_TRY IT:_ Which lines of the entries below run from the one holding "of two values." to the one holding "ComparisonOperator::Less => ord", inclusive? Set down exactly those lines and no others.

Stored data
-.-.-
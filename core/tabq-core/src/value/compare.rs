//! Value comparison
//!
//! `compare_values` implements the three-valued comparison used by operators;
//! `sort_ordering` is the total order used by ORDER BY and MIN/MAX.

use super::Value;
use chrono::{DateTime, FixedOffset};
use std::cmp::Ordering;

/// Compare two values after coercion.
///
/// Returns `None` when either side is NULL or when the pair is
/// incommensurable; operators turn `None` into UNKNOWN.
pub fn compare_values(lhs: &Value, rhs: &Value, tz: &FixedOffset) -> Option<Ordering> {
    if lhs.is_null() || rhs.is_null() {
        return None;
    }

    if let (Some(l), Some(r)) = (lhs.to_integer(), rhs.to_integer()) {
        return Some(l.cmp(&r));
    }
    if let (Some(l), Some(r)) = (lhs.to_float(), rhs.to_float()) {
        return l.partial_cmp(&r);
    }
    if let (Some(l), Some(r)) = (lhs.to_datetime(tz), rhs.to_datetime(tz)) {
        return Some(l.cmp(&r));
    }
    if let (Some(l), Some(r)) = (lhs.to_boolean(), rhs.to_boolean()) {
        return Some(l.cmp(&r));
    }
    if let (Value::String(l), Value::String(r)) = (lhs, rhs) {
        return Some(l.as_str().cmp(r.as_str()));
    }
    None
}

/// 정렬용 전순서. NULL 위치는 호출자가 결정하므로 여기서는 가장 작은 값으로 둡니다.
///
/// Each operand is classified once into a `SortKey`; keys of different
/// classes order by class (numbers < datetimes < booleans < text), keys of
/// the same class by their canonical value. Number-like strings are numbers,
/// so `"10"`, `10` and `10.0` tie.
pub fn sort_ordering(lhs: &Value, rhs: &Value, tz: &FixedOffset) -> Ordering {
    SortKey::classify(lhs, tz).cmp(&SortKey::classify(rhs, tz))
}

/// Canonical sort form of a value. Variant order is the class rank.
#[derive(Debug, Clone, PartialEq)]
pub(crate) enum SortKey<'a> {
    Null,
    Number(Number),
    Datetime(DateTime<FixedOffset>),
    Boolean(bool),
    Text(&'a str),
}

impl<'a> SortKey<'a> {
    pub(crate) fn classify(value: &'a Value, tz: &FixedOffset) -> Self {
        match value {
            Value::Null => SortKey::Null,
            Value::Integer(i) => SortKey::Number(Number::Int(*i)),
            Value::Float(f) => SortKey::Number(Number::Float(*f)),
            Value::Datetime(dt) => SortKey::Datetime(*dt),
            Value::Boolean(b) => SortKey::Boolean(*b),
            Value::Ternary(t) => t.to_bool().map_or(SortKey::Null, SortKey::Boolean),
            Value::String(s) => {
                let trimmed = s.trim();
                if let Ok(i) = trimmed.parse::<i64>() {
                    SortKey::Number(Number::Int(i))
                } else if let Some(f) = value.to_float() {
                    SortKey::Number(Number::Float(f))
                } else if let Some(dt) = value.to_datetime(tz) {
                    SortKey::Datetime(dt)
                } else {
                    match trimmed.to_ascii_lowercase().as_str() {
                        "true" => SortKey::Boolean(true),
                        "false" => SortKey::Boolean(false),
                        _ => SortKey::Text(s.as_str()),
                    }
                }
            }
        }
    }

    fn rank(&self) -> u8 {
        match self {
            SortKey::Null => 0,
            SortKey::Number(_) => 1,
            SortKey::Datetime(_) => 2,
            SortKey::Boolean(_) => 3,
            SortKey::Text(_) => 4,
        }
    }
}

impl Eq for SortKey<'_> {}

impl PartialOrd for SortKey<'_> {
    fn partial_cmp(&self, other: &Self) -> Option<Ordering> {
        Some(self.cmp(other))
    }
}

impl Ord for SortKey<'_> {
    fn cmp(&self, other: &Self) -> Ordering {
        match (self, other) {
            (SortKey::Number(l), SortKey::Number(r)) => l.cmp(r),
            (SortKey::Datetime(l), SortKey::Datetime(r)) => l.cmp(r),
            (SortKey::Boolean(l), SortKey::Boolean(r)) => l.cmp(r),
            (SortKey::Text(l), SortKey::Text(r)) => l.cmp(r),
            _ => self.rank().cmp(&other.rank()),
        }
    }
}

/// Exact numeric value; integers never round through `f64`.
/// NaN sorts above every other number and equal to itself.
#[derive(Debug, Clone, Copy)]
pub(crate) enum Number {
    Int(i64),
    Float(f64),
}

impl PartialEq for Number {
    fn eq(&self, other: &Self) -> bool {
        self.cmp(other) == Ordering::Equal
    }
}

impl Eq for Number {}

impl PartialOrd for Number {
    fn partial_cmp(&self, other: &Self) -> Option<Ordering> {
        Some(self.cmp(other))
    }
}

impl Ord for Number {
    fn cmp(&self, other: &Self) -> Ordering {
        match (*self, *other) {
            (Number::Int(l), Number::Int(r)) => l.cmp(&r),
            (Number::Int(l), Number::Float(r)) => int_float(l, r),
            (Number::Float(l), Number::Int(r)) => int_float(r, l).reverse(),
            (Number::Float(l), Number::Float(r)) => match (l.is_nan(), r.is_nan()) {
                (true, true) => Ordering::Equal,
                (true, false) => Ordering::Greater,
                (false, true) => Ordering::Less,
                // -0.0 == 0.0 keeps ties consistent with Int(0).
                (false, false) => l.partial_cmp(&r).unwrap_or(Ordering::Equal),
            },
        }
    }
}

const TWO_POW_63: f64 = 9_223_372_036_854_775_808.0;

fn int_float(i: i64, f: f64) -> Ordering {
    if f.is_nan() || f >= TWO_POW_63 {
        return Ordering::Less;
    }
    if f < -TWO_POW_63 {
        return Ordering::Greater;
    }
    let whole = f.trunc();
    // whole is inside [-2^63, 2^63) so the cast is exact.
    i.cmp(&(whole as i64)).then_with(|| {
        let fraction = f - whole;
        if fraction > 0.0 {
            Ordering::Less
        } else if fraction < 0.0 {
            Ordering::Greater
        } else {
            Ordering::Equal
        }
    })
}

#[cfg(test)]
mod tests {
    use super::*;
    use crate::value::Ternary;

    fn utc() -> FixedOffset {
        FixedOffset::east_opt(0).unwrap()
    }

    #[test]
    fn string_numbers_compare_numerically() {
        let tz = utc();
        assert_eq!(
            compare_values(&Value::from("10"), &Value::Integer(9), &tz),
            Some(Ordering::Greater)
        );
        assert_eq!(
            compare_values(&Value::Integer(1), &Value::Float(1.0), &tz),
            Some(Ordering::Equal)
        );
        assert_eq!(
            compare_values(&Value::from("1.5"), &Value::Integer(2), &tz),
            Some(Ordering::Less)
        );
    }

    #[test]
    fn null_and_incommensurable_are_unknown() {
        let tz = utc();
        assert_eq!(compare_values(&Value::Null, &Value::Null, &tz), None);
        assert_eq!(compare_values(&Value::Integer(5), &Value::from("abc"), &tz), None);
    }

    #[test]
    fn datetime_and_boolean_and_string() {
        let tz = utc();
        assert_eq!(
            compare_values(&Value::from("2012-01-01"), &Value::from("2011-12-31 23:59:59"), &tz),
            Some(Ordering::Greater)
        );
        assert_eq!(
            compare_values(&Value::Ternary(Ternary::True), &Value::from("true"), &tz),
            Some(Ordering::Equal)
        );
        assert_eq!(
            compare_values(&Value::from("abc"), &Value::from("abd"), &tz),
            Some(Ordering::Less)
        );
    }

    #[test]
    fn sort_ordering_is_total() {
        let tz = utc();
        assert_eq!(sort_ordering(&Value::Null, &Value::Integer(1), &tz), Ordering::Less);
        assert_eq!(sort_ordering(&Value::Integer(1), &Value::from("abc"), &tz), Ordering::Less);
        assert_eq!(sort_ordering(&Value::from("b"), &Value::from("a"), &tz), Ordering::Greater);
    }

    #[test]
    fn sort_ordering_has_no_cycles_across_kinds() {
        let tz = utc();
        let values = [
            Value::from("!"),
            Value::from("10"),
            Value::Integer(10),
            Value::Integer(1),
            Value::Integer(2),
            Value::Boolean(true),
            Value::from("abc"),
            Value::from("9"),
            Value::Float(1.5),
            Value::Float(f64::NAN),
            Value::Integer(i64::MAX),
            Value::Float(TWO_POW_63),
            Value::Ternary(Ternary::False),
            Value::from("2012-01-01"),
        ];
        for a in &values {
            for b in &values {
                let ab = sort_ordering(a, b, &tz);
                assert_eq!(ab, sort_ordering(b, a, &tz).reverse(), "{a:?} vs {b:?}");
                for c in &values {
                    if ab != Ordering::Greater && sort_ordering(b, c, &tz) != Ordering::Greater {
                        assert_ne!(sort_ordering(a, c, &tz), Ordering::Greater, "{a:?} <= {b:?} <= {c:?}");
                    }
                }
            }
        }
    }

    #[test]
    fn sort_ordering_classifies_once() {
        let tz = utc();
        // number-like strings are numbers; booleans are never coerced from 1/0
        assert_eq!(sort_ordering(&Value::from("10"), &Value::Integer(10), &tz), Ordering::Equal);
        assert_eq!(sort_ordering(&Value::Integer(1), &Value::Integer(2), &tz), Ordering::Less);
        assert_eq!(sort_ordering(&Value::Integer(2), &Value::Boolean(true), &tz), Ordering::Less);
        assert_eq!(sort_ordering(&Value::Integer(10), &Value::from("!"), &tz), Ordering::Less);
        assert_eq!(sort_ordering(&Value::from("!"), &Value::from("10"), &tz), Ordering::Greater);
        assert_eq!(sort_ordering(&Value::from("TRUE"), &Value::Boolean(true), &tz), Ordering::Equal);

        let mut values = vec![
            Value::Boolean(true),
            Value::from("abc"),
            Value::Integer(2),
            Value::from("!"),
            Value::from("10"),
            Value::Integer(1),
            Value::from("9"),
        ];
        values.sort_by(|a, b| sort_ordering(a, b, &tz));
        assert_eq!(
            values,
            vec![
                Value::Integer(1),
                Value::Integer(2),
                Value::from("9"),
                Value::from("10"),
                Value::Boolean(true),
                Value::from("!"),
                Value::from("abc"),
            ]
        );
    }

    #[test]
    fn integers_order_exactly_against_floats() {
        let tz = utc();
        assert_eq!(sort_ordering(&Value::Integer(i64::MAX), &Value::Float(TWO_POW_63), &tz), Ordering::Less);
        assert_eq!(sort_ordering(&Value::Integer(i64::MAX - 1), &Value::Integer(i64::MAX), &tz), Ordering::Less);
        assert_eq!(sort_ordering(&Value::Integer(-2), &Value::Float(-1.5), &tz), Ordering::Less);
        assert_eq!(sort_ordering(&Value::Integer(0), &Value::Float(-0.0), &tz), Ordering::Equal);
        assert_eq!(sort_ordering(&Value::Float(f64::NAN), &Value::Float(f64::INFINITY), &tz), Ordering::Greater);
    }
}
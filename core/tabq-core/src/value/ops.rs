//! Operators over values

use super::{Ternary, Value, compare_values};
use crate::error::{QueryError, QueryResult};
use chrono::FixedOffset;
use std::cmp::Ordering;
use std::fmt;

/// 산술 연산자
#[derive(Debug, Clone, Copy, PartialEq, Eq)]
pub enum ArithmeticOperator {
    Add,
    Subtract,
    Multiply,
    Divide,
    Modulo,
}

impl fmt::Display for ArithmeticOperator {
    fn fmt(&self, f: &mut fmt::Formatter<'_>) -> fmt::Result {
        let s = match self {
            ArithmeticOperator::Add => "+",
            ArithmeticOperator::Subtract => "-",
            ArithmeticOperator::Multiply => "*",
            ArithmeticOperator::Divide => "/",
            ArithmeticOperator::Modulo => "%",
        };
        f.write_str(s)
    }
}

/// 비교 연산자
#[derive(Debug, Clone, Copy, PartialEq, Eq)]
pub enum ComparisonOperator {
    Equal,
    NotEqual,
    Less,
    LessOrEqual,
    Greater,
    GreaterOrEqual,
}

impl ComparisonOperator {
    /// Three-valued comparison of two values.
    pub fn evaluate(self, lhs: &Value, rhs: &Value, tz: &FixedOffset) -> Ternary {
        match compare_values(lhs, rhs, tz) {
            None => Ternary::Unknown,
            Some(ord) => Ternary::from_bool(self.holds(ord)),
        }
    }

    fn holds(self, ord: Ordering) -> bool {
        match self {
            ComparisonOperator::Equal => ord == Ordering::Equal,
            ComparisonOperator::NotEqual => ord != Ordering::Equal,
            ComparisonOperator::Less => ord == Ordering::Less,
            ComparisonOperator::LessOrEqual => ord != Ordering::Greater,
            ComparisonOperator::Greater => ord == Ordering::Greater,
            ComparisonOperator::GreaterOrEqual => ord != Ordering::Less,
        }
    }
}

impl fmt::Display for ComparisonOperator {
    fn fmt(&self, f: &mut fmt::Formatter<'_>) -> fmt::Result {
        let s = match self {
            ComparisonOperator::Equal => "=",
            ComparisonOperator::NotEqual => "<>",
            ComparisonOperator::Less => "<",
            ComparisonOperator::LessOrEqual => "<=",
            ComparisonOperator::Greater => ">",
            ComparisonOperator::GreaterOrEqual => ">=",
        };
        f.write_str(s)
    }
}

/// Apply an arithmetic operator.
///
/// NULL and non-numeric strings yield NULL. Boolean, ternary and datetime
/// operands are a type mismatch.
pub fn arithmetic(op: ArithmeticOperator, lhs: &Value, rhs: &Value) -> QueryResult<Value> {
    for operand in [lhs, rhs] {
        if matches!(operand, Value::Boolean(_) | Value::Ternary(_) | Value::Datetime(_)) {
            return Err(QueryError::TypeMismatch {
                expr: format!("{} {} {}", lhs.type_name(), op, rhs.type_name()),
                message: format!("{} operand is not numeric", operand.type_name()),
            });
        }
    }
    if lhs.is_null() || rhs.is_null() {
        return Ok(Value::Null);
    }

    if let (Some(l), Some(r)) = (integer_operand(lhs), integer_operand(rhs)) {
        let checked = match op {
            ArithmeticOperator::Add => l.checked_add(r),
            ArithmeticOperator::Subtract => l.checked_sub(r),
            ArithmeticOperator::Multiply => l.checked_mul(r),
            ArithmeticOperator::Divide => {
                if r == 0 {
                    return Ok(Value::Null);
                }
                // i64::MIN / -1 overflows; None falls through to the float path.
                match l.checked_rem(r) {
                    Some(0) => l.checked_div(r),
                    Some(_) => return Ok(Value::Float(l as f64 / r as f64)),
                    None => None,
                }
            }
            ArithmeticOperator::Modulo => {
                if r == 0 {
                    return Ok(Value::Null);
                }
                // wrapping_rem only wraps for i64::MIN % -1, where 0 is exact.
                Some(l.wrapping_rem(r))
            }
        };
        if let Some(v) = checked {
            return Ok(Value::Integer(v));
        }
    }

    let (Some(l), Some(r)) = (lhs.to_float(), rhs.to_float()) else {
        return Ok(Value::Null);
    };
    let result = match op {
        ArithmeticOperator::Add => l + r,
        ArithmeticOperator::Subtract => l - r,
        ArithmeticOperator::Multiply => l * r,
        ArithmeticOperator::Divide => {
            if r == 0.0 {
                return Ok(Value::Null);
            }
            l / r
        }
        ArithmeticOperator::Modulo => {
            if r == 0.0 {
                return Ok(Value::Null);
            }
            l % r
        }
    };
    Ok(if result.is_finite() { Value::Float(result) } else { Value::Null })
}

/// Integer operands only come from integers and integer-looking strings;
/// a float stays a float even when its fraction is zero.
fn integer_operand(value: &Value) -> Option<i64> {
    match value {
        Value::Integer(i) => Some(*i),
        Value::String(s) => s.trim().parse::<i64>().ok(),
        _ => None,
    }
}

/// Unary minus.
pub fn negate(value: &Value) -> QueryResult<Value> {
    arithmetic(ArithmeticOperator::Subtract, &Value::Integer(0), value)
}

/// `||` concatenation; any NULL operand yields NULL.
pub fn concat(values: &[Value]) -> Value {
    let mut out = String::new();
    for value in values {
        match value.to_text() {
            Some(s) => out.push_str(&s),
            None => return Value::Null,
        }
    }
    Value::String(out)
}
-.-.-
_EXERCISE OUTPUT:_
    /// Three-valued comparison of two values.
    pub fn evaluate(self, lhs: &Value, rhs: &Value, tz: &FixedOffset) -> Ternary {
        match compare_values(lhs, rhs, tz) {
            None => Ternary::Unknown,
            Some(ord) => Ternary::from_bool(self.holds(ord)),
        }
    }

    fn holds(self, ord: Ordering) -> bool {
        match self {
            ComparisonOperator::Equal => ord == Ordering::Equal,
            ComparisonOperator::NotEqual => ord != Ordering::Equal,
            ComparisonOperator::Less => ord == Ordering::Less,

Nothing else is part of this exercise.